Predictions for a Recession

CNN reported that the Chinese economy plummeted in January and February during the country’s COVID-19 lockdown. According to the National Bureau of Statistics, compared to last year, retail sales were down 20.5%, fixed asset investment went down by almost 25%, and industrial output fell 13.5%.

These sharp production declines are the worst on record. In the U.S., compared to record highs from not too long ago, U.S. stocks were down 27%, according to the CNN report. In addition, due to supply chain disruptions, quarantines, and spending decreases, Goldman Sachs has downgraded its GDP outlook. The investment bank also predicted that the U.S. economy will shrink by 5% in the second quarter, after 0% growth between January and March, whereas ING predicted an 8% shrinkage. Annual growth is forecasted to be 0.4%, down from 1.2%. Furthermore, it has become more difficult for buyers and sellers to price assets in an extremely volatile market. CNN indicated that borrowing money may become more difficult as well, especially as domestic and international investors see their declining portfolios.

Keeping the Economy Afloat

People in power around the world are grappling with the present and future effects of the novel coronavirus on business. For example, on March 15, the U.S. Federal Reserve cut the benchmark interest rate to zero and announced a purchase of $700 billion or more of mortgage-related and government bonds, according to The Washington Post. It will also be lending money to banks nationwide. On March 20, responding to major selloffs of municipal debt, the Fed announced that it would lend money to financial institutions, secured by “high quality” municipal and state bonds. President Trump has called for the Fed to go even further, making interest rates negative.

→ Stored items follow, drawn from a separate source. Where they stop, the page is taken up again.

impl Driver {
    async fn run(mut self) {
        let mut attempt = 0u32;

        loop {
            if attempt == 0 {
                self.state.send_replace(ConnectionState::Connecting);
            } else {
                self.state
                    .send_replace(ConnectionState::Reconnecting { attempt });
            }

            let connected = tokio::select! {
                biased;
                _ = self.cancel.cancelled() => break,
                result = self.connector.connect(&self.endpoint) => result,
            };

            match connected {
                Ok(link) => match self.drive(link, &mut attempt).await {
                    Ok(LinkEnd::Deactivated) => break,
                    Ok(LinkEnd::Dropped) => {
                        crate::log_info!("Disconnected from broker at {}", self.endpoint)
                    }
                    Err(e) => {
                        crate::log_error!("Connection to broker at {} lost: {}", self.endpoint, e)
                    }
                },
                Err(e) => crate::log_error!("Could not reach broker at {}: {}", self.endpoint, e),
            }

            if self.cancel.is_cancelled() {
                break;
            }
            self.state.send_replace(ConnectionState::Disconnected);

            let delay = Duration::from_millis(self.options.reconnect.delay_ms);
            crate::log_info!(
                "Reconnecting to {} in {}ms (attempt {})",
                self.endpoint,
                delay.as_millis(),
                attempt + 1
            );
            tokio::select! {
                biased;
                _ = self.cancel.cancelled() => break,
                _ = tokio::time::sleep(delay) => {}
            }
            attempt = attempt.saturating_add(1);
        }

        self.state.send_replace(ConnectionState::Closed);
        crate::log_info!("Transport session for {} closed", self.endpoint);
    }

    /// Run one link until it drops or the session is deactivated.
    async fn drive(&mut self, link: Link, attempt: &mut u32) -> Result<LinkEnd, TransportError> {
        let Link {
            mut outbound,
            mut inbound,
        } = link;

        let mut connect = Frame::connect(self.options.heart_beat);
        connect
            .headers
            .extend(self.options.connect_headers.iter().cloned());
        outbound.send(connect.encode()).await?;

        let mut routes: HashMap<String, Route> = HashMap::new();
        let mut beat: Option<Interval> = None;
        let mut watchdog: Option<Interval> = None;
        let mut silence_limit = Duration::ZERO;
        let mut last_seen = Instant::now();
        let handshake_limit = self.options.connect_timeout;
        let mut handshake_deadline = Some(Instant::now() + handshake_limit);

        loop {
            tokio::select! {
                biased;
                _ = self.cancel.cancelled() => {
                    let _ = outbound.send(Frame::disconnect().encode()).await;
                    let _ = outbound.close().await;
                    return Ok(LinkEnd::Deactivated);
                }
                _ = tick(&mut beat) => {
                    outbound.send(HEARTBEAT.to_string()).await?;
                }
                _ = tick(&mut watchdog) => {
                    if last_seen.elapsed() > silence_limit {
                        return Err(TransportError::HeartbeatTimeout(silence_limit.as_millis() as u64));
                    }
                }
                next = inbound.next() => {
                    let Some(chunk) = next else {
                        return Ok(LinkEnd::Dropped);
                    };
                    let chunk = chunk?;
                    last_seen = Instant::now();

                    let frames = match stomp::decode_frames(&chunk) {
                        Ok(frames) => frames,
                        Err(e) => {
                            crate::log_error!("Discarding malformed STOMP frame from {}: {}", self.endpoint, e);
                            continue;
                        }
                    };

                    for frame in frames {
                        match frame.command {
                            Command::Connected => {
                                *attempt = 0;
                                handshake_deadline = None;
                                let negotiated = self.options.heart_beat.negotiate(frame.get("heart-beat"));
                                beat = every(negotiated.outgoing);
                                watchdog = every(negotiated.incoming);
                                silence_limit = Duration::from_millis(u64::from(negotiated.incoming) * 2);

                                self.state.send_replace(ConnectionState::Connected);
                                crate::log_info!(
                                    "Connected to broker at {} (STOMP {})",
                                    self.endpoint,
                                    frame.get("version").unwrap_or("1.0")
                                );
                                routes = self.establish_subscriptions(&mut outbound).await?;
                            }
                            Command::Message => self.dispatch(&routes, &frame),
                            Command::Error => crate::log_error!(
                                "STOMP error from {}: {} {}",
                                self.endpoint,
                                frame.get("message").unwrap_or("(no message)"),
                                frame.body
                            ),
                            Command::Receipt => crate::log_debug!(
                                "Receipt {}",
                                frame.get("receipt-id").unwrap_or("?")
                            ),
                            other => crate::log_warn!("Ignoring unexpected {} frame", other),
                        }
                    }
                }
                _ = until(handshake_deadline) => {
                    return Err(TransportError::ConnectTimeout(handshake_limit.as_millis() as u64));
                }
            }
        }
    }

    async fn establish_subscriptions(
        &mut self,
        outbound: &mut FrameSink,
    ) -> Result<HashMap<String, Route>, TransportError> {
        let mut subscriber = Subscriber::starting_at(self.next_subscription);
        (self.on_ready)(&mut subscriber);
        self.next_subscription = subscriber.next_id;

        let Subscriber { frames, routes, .. } = subscriber;
        for frame in frames {
            outbound.send(frame.encode()).await?;
        }
        for (id, route) in &routes {
            crate::log_debug!("Subscribed {} to {}", id, route.destination);
        }
        Ok(routes)
    }

    fn dispatch(&self, routes: &HashMap<String, Route>, frame: &Frame) {
        // A deactivated session must not reach its handlers, even for frames
        // already read off the wire.
        if self.cancel.is_cancelled() {
            return;
        }
        let Some(id) = frame.get("subscription") else {
            crate::log_warn!("MESSAGE frame without subscription header");
            return;
        };
        match routes.get(id) {
            Some(route) => (route.handler)(&frame.body),
            None => crate::log_warn!("MESSAGE for unknown subscription {}", id),
        }
    }
}

fn every(period_ms: u32) -> Option<Interval> {
    if period_ms == 0 {
        return None;
    }
    let period = Duration::from_millis(u64::from(period_ms));
    let mut interval = tokio::time::interval_at(Instant::now() + period, period);
    interval.set_missed_tick_behavior(MissedTickBehavior::Delay);
    Some(interval)
}

async fn until(deadline: Option<Instant>) {
    match deadline {
        Some(deadline) => tokio::time::sleep_until(deadline).await,
        None => std::future::pending::<()>().await,
    }
}

async fn tick(interval: &mut Option<Interval>) {
    match interval {
        Some(interval) => {
            interval.tick().await;
        }
        None => std::future::pending::<()>().await,
    }
}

The U.S. Legislative Response

As reported by a Forbes senior contributor, a new U.S. law, the Families First Coronavirus Response Act, now requires governments, along with small and mid-sized businesses, to provide paid sick and family leave to all employees impacted by COVID-19, with some exceptions. This Act includes up to 12 weeks of paid leave to care for children during school closures and up to two weeks leave for those awaiting diagnosis, testing positive, under quarantine, or caring for family members. Even workers in the gig economy are included in this new bipartisan legislation. The payments will be reimbursed in payroll tax credits.

In addition, according to a Washington Post roundup, a $1 trillion USD stimulus package is in the works in the U.S. If passed, it will offset some of the economic losses that small businesses and airlines face, among others. Furthermore, on March 20, U.S. Treasury Secretary Steven Mnuchin announced that, under President Trump’s direction, the IRS will move Tax Day to July 15, giving individuals more time to file without penalty.

Meanwhile, the European Central Bank initiated an $820 billion USD emergency bond-buying program on March 19. Although that did not stop Europe’s STOXX 600 index from falling, even after an initial rise earlier that day. France promised that “no company will be allowed to fail.” Germany is guaranteeing €500 billion loans and unlimited liquidity. Spain passed a €200 billion rescue package. The United Kingdom will back £330 billion worth of loans. This comes on the heels of all manufacturing sectors in Europe grinding to a halt, according to CNN.

While the traditional stock exchange is experiencing volatility caused by coronavirus fears, as well as extreme travel and business restrictions, alternative investment choices may be wise to diversify investments. When it comes to cryptocurrency securities and other private placement offerings, both domestic and international accredited investors have more options than other investors. Regulation D of the Securities Act contains special exemptions to the Securities and Exchange Commission (SEC) registration requirements. For example, Rule 506(c) permits broad advertising of tokenized offerings and other private placement options, as long as only accredited investors participate.